A) Bilateral breast sonography
B) Excisional biopsy of needle-localized area
C) Repeat annual mammography in 12 months
D) Repeat mammography at 6-month intervals for 1 year
E) Stereotactic vacuum-assisted biopsy
The correct response is Option B.
Percutaneous biopsy methods are commonly accepted for the initial evaluation of clinically occult breast lesions, although certain nonmalignant lesions pose dilemmas with respect to the most appropriate clinical management. Papillary lesions of the breast can either be benign or malignant, although differentiation is radiologically difficult. Moreover, it is difficult for pathologists to reliably distinguish among benign, atypical, and malignant papillary lesions on the limited fragmented tissue specimens they receive after needle sampling.
Previous studies have demonstrated high rates of ductal carcinoma in situ (11%) in patients diagnosed with benign papillomas by needle biopsy and who subsequently underwent a surgical excision, although conflicting data suggest an extremely decreased rate of malignancy when histology is benign on needle biopsy.
The management of benign papillary lesions is somewhat controversial. Although conservative follow-up with either yearly mammogram or short-interval follow-up may be appropriate for certain patients diagnosed with benign papilloma, certain features of this patient’s lesion make conservative follow-up inappropriate. Sonographic follow-up in a 65-year-old woman with mature breast parenchyma and a solid mammographically detected mass would not provide much additional information, and a repeat percutaneous biopsy, whether core needle or vacuum-assisted, would also not be effective. Given the size of the lesion and the age of the patient, surgical excision is warranted despite the lack of atypia on needle biopsy. Benign papillomas tend to be smaller than 1 cm and centrally located, whereas malignant lesions are more often greater than 1.5 cm and are peripherally located.
A 48-year-old woman undergoes excision of a 3-cm recurrent keloid of the presternal chest. Immediate reconstruction with a collagen-glycosaminoglycan scaffold dermal regeneration template is performed, followed by thin (0.008-in) epidermal autografting 21 days later. After it has healed completely, punch biopsy is performed. The absence of which of the following histologic features is most likely to indicate regenerated skin in this patient?

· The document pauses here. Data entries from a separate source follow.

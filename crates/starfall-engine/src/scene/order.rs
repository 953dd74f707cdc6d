use core::cmp::Ordering;

/// Z-ordering key for draw items. Higher values appear on top.
#[derive(Debug, Copy, Clone, Eq, PartialEq, Ord, PartialOrd, Hash, Default)]
pub struct ZIndex(pub i32);

impl ZIndex {
    /// Background fills and the starfield.
    pub const BACKGROUND: ZIndex = ZIndex(0);
    /// Glow halos behind bound elements.
    pub const GLOW: ZIndex = ZIndex(10);
    /// Bound elements (logo, caption).
    pub const ELEMENT: ZIndex = ZIndex(20);
    /// Static overlay text.
    pub const OVERLAY: ZIndex = ZIndex(30);

    #[inline]
    pub const fn new(v: i32) -> Self {
        Self(v)
    }
}

/// Stable sort key for draw items.
///
/// Ordering rules:
/// 1) `z`: ascending (back-to-front)
/// 2) `order`: ascending (insertion order for equal z)
#[derive(Debug, Copy, Clone, Eq, PartialEq, Hash)]
pub struct SortKey {
    pub z: ZIndex,
    pub order: u32,
}

impl SortKey {
    #[inline]
    pub const fn new(z: ZIndex, order: u32) -> Self {
        Self { z, order }
    }
}

impl Ord for SortKey {
    #[inline]
    fn cmp(&self, other: &Self) -> Ordering {
        self.z.cmp(&other.z).then(self.order.cmp(&other.order))
    }
}

impl PartialOrd for SortKey {
    #[inline]
    fn partial_cmp(&self, other: &Self) -> Option<Ordering> {
        Some(self.cmp(other))
    }
}
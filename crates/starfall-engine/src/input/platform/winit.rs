use winit::dpi::{PhysicalPosition, PhysicalSize};
use winit::event::{ElementState, WindowEvent};
use winit::keyboard::{KeyCode, PhysicalKey};
use winit::window::Window;

use crate::input::{InputEvent, Key, KeyState, PointerMoveEvent, ResizeEvent, TextEvent};

/// Translates a winit `WindowEvent` into an engine `InputEvent`.
///
/// Returns `None` for events not represented by the input subsystem.
pub(crate) fn translate_window_event(window: &Window, event: &WindowEvent) -> Option<InputEvent> {
    match event {
        WindowEvent::CursorLeft { .. } => Some(InputEvent::PointerLeft),

        WindowEvent::CursorMoved { position, .. } => {
            let (x, y) = to_logical_f32(window, *position);
            Some(InputEvent::PointerMoved(PointerMoveEvent { x, y }))
        }

        WindowEvent::Resized(size) => Some(InputEvent::Resized(logical_size(window, *size))),

        // Size is re-read from the window; the event's inner_size_writer is not needed.
        WindowEvent::ScaleFactorChanged { .. } => {
            Some(InputEvent::Resized(logical_size(window, window.inner_size())))
        }

        WindowEvent::KeyboardInput { event, .. } => {
            let state = match event.state {
                ElementState::Pressed => KeyState::Pressed,
                ElementState::Released => KeyState::Released,
            };

            // Printable characters are delivered as text on press; named keys
            // (Enter, Tab, ...) carry control characters we do not want in fields.
            let text = match (&event.text, state) {
                (Some(t), KeyState::Pressed) if t.chars().all(|c| !c.is_control()) => {
                    Some(t.to_string())
                }
                _ => None,
            };

            let key = map_key(event.physical_key);

            match text {
                Some(text) if matches!(key, Key::Unknown(_)) => {
                    Some(InputEvent::Text(TextEvent { text }))
                }
                _ => Some(InputEvent::Key {
                    key,
                    state,
                    repeat: event.repeat,
                }),
            }
        }

        WindowEvent::Ime(winit::event::Ime::Commit(text)) if !text.is_empty() => {
            Some(InputEvent::Text(TextEvent { text: text.clone() }))
        }

        _ => None,
    }
}

fn to_logical_f32(window: &Window, pos: PhysicalPosition<f64>) -> (f32, f32) {
    let logical = pos.to_logical::<f64>(window.scale_factor());
    (logical.x as f32, logical.y as f32)
}

pub(crate) fn logical_size(window: &Window, size: PhysicalSize<u32>) -> ResizeEvent {
    let logical = size.to_logical::<f64>(window.scale_factor());
    ResizeEvent {
        width: logical.width as f32,
        height: logical.height as f32,
    }
}

fn map_key(pk: PhysicalKey) -> Key {
    match pk {
        PhysicalKey::Code(code) => match code {
            KeyCode::Escape => Key::Escape,
            KeyCode::Enter | KeyCode::NumpadEnter => Key::Enter,
            KeyCode::Tab => Key::Tab,
            KeyCode::Backspace => Key::Backspace,
            KeyCode::F2 => Key::F2,
            KeyCode::F3 => Key::F3,
            other => Key::Unknown(other as u32),
        },

        // NativeKeyCode is not a u32 in winit 0.30; preserve "unknown" without a stable numeric.
        PhysicalKey::Unidentified(_) => Key::Unknown(0),
    }
}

A) Capillary loops at the dermal-epidermal junction
B) Elastic fibers
C) Hair follicles
D) Neovascularization
E) Rete ridges
The correct response is Option C.
Regenerated skin is clearly quite different histologically from scar and, in fact, shares many characteristics with normal physiologic skin. Regenerated skin shows mechanical competence, vascularization, and heat and cold sensitivity. Furthermore, the dermal-epidermal junction shows formation of rete ridges and capillary loops. Regenerated skin displays elastic fibers and increased collagen fiber density in the reticular dermis, and it often exhibits nerve fiber regeneration as well. Regenerated skin, even when resurfaced with a split-thickness skin graft, however, does not have the dermal appendages such as hair follicles and sweat glands, that are present throughout normal skin.
A 52-year-old woman receives a diagnosis of invasive ductal carcinoma of the right breast. Which of the following details from this patient’s history is the strongest risk factor for this diagnosis?

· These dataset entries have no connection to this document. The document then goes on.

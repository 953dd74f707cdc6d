use winit::dpi::PhysicalSize;

use super::SurfaceErrorAction;

/// Picks a surface format, honoring the sRGB preference either way.
pub(crate) fn choose_surface_format(
    caps: &wgpu::SurfaceCapabilities,
    prefer_srgb: bool,
) -> Option<wgpu::TextureFormat> {
    caps.formats
        .iter()
        .copied()
        .find(|f| f.is_srgb() == prefer_srgb)
        .or_else(|| caps.formats.first().copied())
}

pub(crate) fn choose_alpha_mode(
    caps: &wgpu::SurfaceCapabilities,
    requested: Option<wgpu::CompositeAlphaMode>,
) -> wgpu::CompositeAlphaMode {
    requested
        .filter(|m| caps.alpha_modes.contains(m))
        .or_else(|| caps.alpha_modes.first().copied())
        .unwrap_or(wgpu::CompositeAlphaMode::Auto)
}

/// Applies a new drawable size. wgpu rejects 0×0 configurations, so those
/// only update the tracked size and defer configuration.
/// Surface extent for an initial configure: never zero on either axis.
#[inline]
pub(crate) fn configurable_extent(size: PhysicalSize<u32>) -> PhysicalSize<u32> {
    PhysicalSize::new(size.width.max(1), size.height.max(1))
}

pub(crate) fn apply_resize(
    surface: &wgpu::Surface,
    device: &wgpu::Device,
    config: &mut wgpu::SurfaceConfiguration,
    size: &mut PhysicalSize<u32>,
    new_size: PhysicalSize<u32>,
) {
    *size = new_size;

    if new_size.width == 0 || new_size.height == 0 {
        log::debug!("deferring surface configure for zero-sized window");
        return;
    }

    config.width = new_size.width;
    config.height = new_size.height;
    surface.configure(device, config);
}

pub(crate) fn map_surface_error(
    surface: &wgpu::Surface,
    device: &wgpu::Device,
    config: &wgpu::SurfaceConfiguration,
    size: PhysicalSize<u32>,
    err: wgpu::SurfaceError,
) -> SurfaceErrorAction {
    match err {
        wgpu::SurfaceError::Lost | wgpu::SurfaceError::Outdated => {
            if size.width > 0 && size.height > 0 {
                surface.configure(device, config);
            }
            log::warn!("surface {err}; reconfigured");
            SurfaceErrorAction::Reconfigured
        }
        wgpu::SurfaceError::OutOfMemory => {
            log::error!("surface out of memory");
            SurfaceErrorAction::Fatal
        }
        wgpu::SurfaceError::Timeout | wgpu::SurfaceError::Other => {
            log::warn!("surface {err}; skipping frame");
            SurfaceErrorAction::SkipFrame
        }
    }
}

#[cfg(test)]
mod tests {
    use super::*;

    #[test]
    fn minimized_window_still_gets_a_surface() {
        assert_eq!(configurable_extent(PhysicalSize::new(0, 0)), PhysicalSize::new(1, 1));
        assert_eq!(configurable_extent(PhysicalSize::new(0, 480)), PhysicalSize::new(1, 480));
        assert_eq!(configurable_extent(PhysicalSize::new(1280, 720)), PhysicalSize::new(1280, 720));
    }
}
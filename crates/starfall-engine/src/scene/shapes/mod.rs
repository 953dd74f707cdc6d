pub mod circle;
pub mod rect;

A) Early first pregnancy (less than 30 years)
B) Early menarche (less than 12 years)
C) Early menopause (less than 55 years)
D) Multiple episodes of breast-feeding
E) Remote oral contraceptive use
The correct response is Option B.
Early menarche is the highest risk factor for breast cancer of the options listed. Late first pregnancy, late menopause, no breast-feeding, and recent oral contraceptive use are also risk factors for breast cancer but are not as high risk.